Sun Nov 27, 2016, 10:38 PM
Nov 2016

...if Islam had not taken over the Middle East it would have been the western and eastern branches of Christianity squaring off against each other instead.

Even the very references to a "Christian Middle East" conceal an ugly animosity. Without Islam, the peoples of the Middle East would have remained as they were at the birth of Islam — mostly adherents of Eastern Orthodox Christianity. But it’s easy to forget that one of history’s most enduring, virulent, and bitter religious controversies was that between the Catholic Church in Rome and Eastern Orthodox Christianity in Constantinople — a rancor that persists still today. Eastern Orthodox Christians never forgot or forgave the sacking of Christian Constantinople by Western Crusaders in 1204. Nearly 800 years later, in 1999, Pope John Paul II sought to take a few small steps to heal the breach in the first visit of a Catholic pope to the Orthodox world in a thousand years. It was a start, but friction between East and West in a Christian Middle East would have remained much as it is today. Take Greece, for example: The Orthodox cause has been a powerful driver behind nationalism and anti-Western feeling there, and anti-Western passions in Greek politics as little as a decade ago echoed the same suspicions and virulent views of the West that we hear from many Islamist leaders today.

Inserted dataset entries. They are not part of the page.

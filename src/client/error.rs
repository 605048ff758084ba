// ABOUTME: SMPP client error types for the session engine and its collaborators
// ABOUTME: Wraps codec, store and config failures so callers can propagate them with `?`

use crate::client::config::ConfigError;
use crate::client::store::StoreError;
use crate::codec::CodecError;
use crate::datatypes::CommandStatus;
use std::io;
use std::time::Duration;
use thiserror::Error;

/// Error type for SMPP client operations
///
/// Session-internal failures that must not take the session down (a store
/// hiccup, an undecodable body) are logged where they happen; this type is
/// for the ones that end an operation or a connection.
#[derive(Debug, Error)]
pub enum SmppError {
    /// I/O error during network operations (connection, read, write)
    #[error("Connection error: {0}")]
    Connection(#[from] io::Error),

    /// A PDU could not be encoded or decoded
    #[error("Codec error: {0}")]
    Codec(#[from] CodecError),

    /// The sequence or window store failed
    #[error("Store error: {0}")]
    Store(#[from] StoreError),

    /// Configuration could not be loaded or is inconsistent
    #[error("Configuration error: {0}")]
    Config(#[from] ConfigError),

    /// SMPP protocol error indicated by command_status field
    #[error("Protocol error: {0:?}")]
    Protocol(CommandStatus),

    /// The SMSC did not accept a bind in time
    #[error("No successful bind within {0:?}")]
    BindTimeout(Duration),

    /// Connection closed unexpectedly
    #[error("Connection closed unexpectedly")]
    ConnectionClosed,

    /// The session task is gone, so commands can no longer be delivered
    #[error("Session is no longer running")]
    SessionClosed,
}

/// Result type alias for SMPP operations
pub type SmppResult<T> = Result<T, SmppError>;

impl From<Box<dyn std::error::Error + Send + Sync>> for SmppError {
    fn from(err: Box<dyn std::error::Error + Send + Sync>) -> Self {
        match err.downcast::<io::Error>() {
            Ok(io_err) => SmppError::Connection(*io_err),
            Err(err) => match err.downcast::<CodecError>() {
                Ok(codec_err) => SmppError::Codec(*codec_err),
                Err(other) => SmppError::Connection(io::Error::new(
                    io::ErrorKind::InvalidData,
                    other.to_string(),
                )),
            },
        }
    }
}

#[cfg(test)]
mod tests {
    use super::*;

    #[test]
    fn boxed_io_errors_keep_their_kind() {
        let boxed: crate::Error = Box::new(io::Error::from(io::ErrorKind::ConnectionReset));
        match SmppError::from(boxed) {
            SmppError::Connection(e) => assert_eq!(e.kind(), io::ErrorKind::ConnectionReset),
            other => panic!("Expected Connection, got {other:?}"),
        }
    }

    #[test]
    fn boxed_codec_errors_are_unwrapped() {
        let boxed: crate::Error = Box::new(CodecError::Incomplete);
        assert!(matches!(
            SmppError::from(boxed),
            SmppError::Codec(CodecError::Incomplete)
        ));
    }
}
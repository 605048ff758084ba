// ABOUTME: Implements SMPP v3.4 query_sm and query_sm_resp PDUs for message status queries
// ABOUTME: The response reports the SMSC's message_state and final date for a submitted message

use crate::codec::{
    CodecError, Decodable, Encodable, PduHeader, decode_cstring, decode_u8, encode_cstring,
    encode_u8, encode_with_header,
};
use crate::datatypes::{CommandId, CommandStatus};
use bytes::{Buf, BytesMut};
use std::io::Cursor;

/// SMPP v3.4 query_sm PDU (Section 4.8.1)
///
/// The query_sm operation is used by an ESME to query the state of a previously submitted short message.
/// The matching algorithm used to find messages submitted by query_sm is a match of the source_addr and message_id fields.
/// Where the original submit_sm 'source_addr' was defaulted to NULL, then the source_addr in the query_sm should also be NULL.
#[derive(Clone, Debug, PartialEq)]
pub struct QuerySm {
    pub command_status: CommandStatus,
    pub sequence_number: u32,

    /// Message ID returned in the submit_sm_resp of the queried message
    pub message_id: String,
    pub source_addr_ton: u8,
    pub source_addr_npi: u8,
    pub source_addr: String,
}

impl QuerySm {
    pub fn new(sequence_number: u32, message_id: &str, source_addr: &str) -> Self {
        QuerySm {
            command_status: CommandStatus::Ok,
            sequence_number,
            message_id: message_id.to_string(),
            source_addr_ton: 0,
            source_addr_npi: 0,
            source_addr: source_addr.to_string(),
        }
    }

    crate::macros::builder_setters! {
        source_addr_ton: u8,
        source_addr_npi: u8,
    }
}

impl Decodable for QuerySm {
    fn command_id() -> CommandId {
        CommandId::QuerySm
    }

    fn decode(header: PduHeader, buf: &mut Cursor<&[u8]>) -> Result<Self, CodecError> {
        Self::validate_header(&header)?;

        Ok(QuerySm {
            command_status: header.command_status,
            sequence_number: header.sequence_number,
            message_id: decode_cstring(buf, 65, "message_id")?,
            source_addr_ton: decode_u8(buf)?,
            source_addr_npi: decode_u8(buf)?,
            source_addr: decode_cstring(buf, 21, "source_addr")?,
        })
    }
}

impl Encodable for QuerySm {
    fn encode(&self, buf: &mut BytesMut) -> Result<(), CodecError> {
        let header = PduHeader::new(CommandId::QuerySm, self.command_status, self.sequence_number);
        encode_with_header(buf, &header, |buf| {
            encode_cstring(buf, &self.message_id, 65, "message_id")?;
            encode_u8(buf, self.source_addr_ton);
            encode_u8(buf, self.source_addr_npi);
            encode_cstring(buf, &self.source_addr, 21, "source_addr")
        })
    }
}

/// SMPP v3.4 query_sm_resp PDU (Section 4.8.2)
#[derive(Clone, Debug, PartialEq)]
pub struct QuerySmResponse {
    pub command_status: CommandStatus,
    pub sequence_number: u32,
    pub message_id: String,

    /// Date and time the message reached its final state, empty while the
    /// message is still pending
    pub final_date: String,

    /// Message state, same values as the message_state TLV (2 = DELIVERED)
    pub message_state: u8,

    /// Network specific error code, 0 when not applicable
    pub error_code: u8,
}

impl QuerySmResponse {
    pub fn new(sequence_number: u32, message_id: &str, message_state: u8) -> Self {
        QuerySmResponse {
            command_status: CommandStatus::Ok,
            sequence_number,
            message_id: message_id.to_string(),
            final_date: String::new(),
            message_state,
            error_code: 0,
        }
    }

    pub fn error(sequence_number: u32, status: CommandStatus) -> Self {
        QuerySmResponse {
            command_status: status,
            sequence_number,
            message_id: String::new(),
            final_date: String::new(),
            message_state: 0,
            error_code: 0,
        }
    }
}

impl Decodable for QuerySmResponse {
    fn command_id() -> CommandId {
        CommandId::QuerySmResp
    }

    fn decode(header: PduHeader, buf: &mut Cursor<&[u8]>) -> Result<Self, CodecError> {
        Self::validate_header(&header)?;

        if !buf.has_remaining() {
            return Ok(QuerySmResponse::error(
                header.sequence_number,
                header.command_status,
            ));
        }

        Ok(QuerySmResponse {
            command_status: header.command_status,
            sequence_number: header.sequence_number,
            message_id: decode_cstring(buf, 65, "message_id")?,
            final_date: decode_cstring(buf, 17, "final_date")?,
            message_state: decode_u8(buf)?,
            error_code: decode_u8(buf)?,
        })
    }
}

impl Encodable for QuerySmResponse {
    fn encode(&self, buf: &mut BytesMut) -> Result<(), CodecError> {
        let header = PduHeader::new(
            CommandId::QuerySmResp,
            self.command_status,
            self.sequence_number,
        );
        encode_with_header(buf, &header, |buf| {
            encode_cstring(buf, &self.message_id, 65, "message_id")?;
            encode_cstring(buf, &self.final_date, 17, "final_date")?;
            encode_u8(buf, self.message_state);
            encode_u8(buf, self.error_code);
            Ok(())
        })
    }
}

#[cfg(test)]
mod tests {
    use super::*;
    use crate::codec::Frame;

    #[test]
    fn query_sm_to_bytes() {
        let bytes = QuerySm::new(5, "ab", "12").to_bytes().unwrap();

        let expected: Vec<u8> = vec![
            0x00, 0x00, 0x00, 0x18, // command_length
            0x00, 0x00, 0x00, 0x03, // command_id
            0x00, 0x00, 0x00, 0x00, // command_status
            0x00, 0x00, 0x00, 0x05, // sequence_number
            0x61, 0x62, 0x00, // message_id
            0x00, 0x00, // source_addr_ton, source_addr_npi
            0x31, 0x32, 0x00, // source_addr
        ];
        assert_eq!(bytes.as_ref(), expected.as_slice());
    }

    #[test]
    fn query_sm_resp_with_final_date() {
        let mut resp = QuerySmResponse::new(5, "ab", 2);
        resp.final_date = "120123171800000+".to_string();

        let bytes = resp.to_bytes().unwrap();
        assert_eq!(Frame::parse(&bytes).unwrap(), Frame::QuerySmResp(resp));
    }

    #[test]
    fn query_sm_resp_error_without_body() {
        let data: &[u8] = &[
            0x00, 0x00, 0x00, 0x10, // command_length
            0x80, 0x00, 0x00, 0x03, // query_sm_resp
            0x00, 0x00, 0x00, 0x67, // ESME_RQUERYFAIL
            0x00, 0x00, 0x00, 0x02, // sequence_number
        ];
        let Frame::QuerySmResp(resp) = Frame::parse(data).unwrap() else {
            panic!("Expected QuerySmResp");
        };
        assert_eq!(resp.command_status, CommandStatus::QuerySmRequestFailed);
        assert!(resp.message_id.is_empty());
    }
}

The culture of the Orthodox Church differs sharply from the Western post-Enlightenment ethos, which emphasizes secularism, capitalism, and the primacy of the individual. It still maintains residual fears about the West that parallel in many ways current Muslim insecurities: fears of Western missionary proselytism, a tendency to perceive religion as a key vehicle for the protection and preservation of their own communities and culture, and a suspicion of the "corrupted" and imperial character of the West. Indeed, in an Orthodox Christian Middle East, Moscow would enjoy special influence, even today, as the last major center of Eastern Orthodoxy. The Orthodox world would have remained a key geopolitical arena of East-West rivalry in the Cold War. Samuel Huntington, after all, included the Orthodox Christian world among several civilizations embroiled in a cultural clash with the West.

 

47of74

(18,470 posts)
3. Yeah, unlike what that chest thumping Orange One and his followers say...
Sun Nov 27, 2016, 11:53 PM
Nov 2016

...it's not the religion that's the problem. It's the extremists of every religion that cause all this crap. Take away the religion and all the hatreds would still be there, they'd just find something else to latch on to and use as an excuse for their hatred.

Kolesar

(31,182 posts)
4. There were no hatreds in Ireland until the Protestants...
Sat Dec 17, 2016, 09:49 AM
Dec 2016

...decided that they had to stomp any Catholic ascension to the English throne by invading and dividing the country. The Protestants objected to Papism and the changes it made to Biblical Christianity and replaced it with something that is as arbitrary and contrived as Catholicism.

 

rug

(82,333 posts)
7. The hatreds go back to the English invasions hundreds of years earlier.
Sat Dec 17, 2016, 10:25 AM
Dec 2016

Long before Henry and the English version of the Reformation, which was more a matter of political power and ecclesiology than theology.

Kolesar

(31,182 posts)
8. The scale is quite different.
Mon Dec 19, 2016, 10:27 AM
Dec 2016

If you are Netflixing, look for the documentary called "Armistice". It broadly addresses the contemporary impact of actions 100 years ago. Good use of a dark winter evening.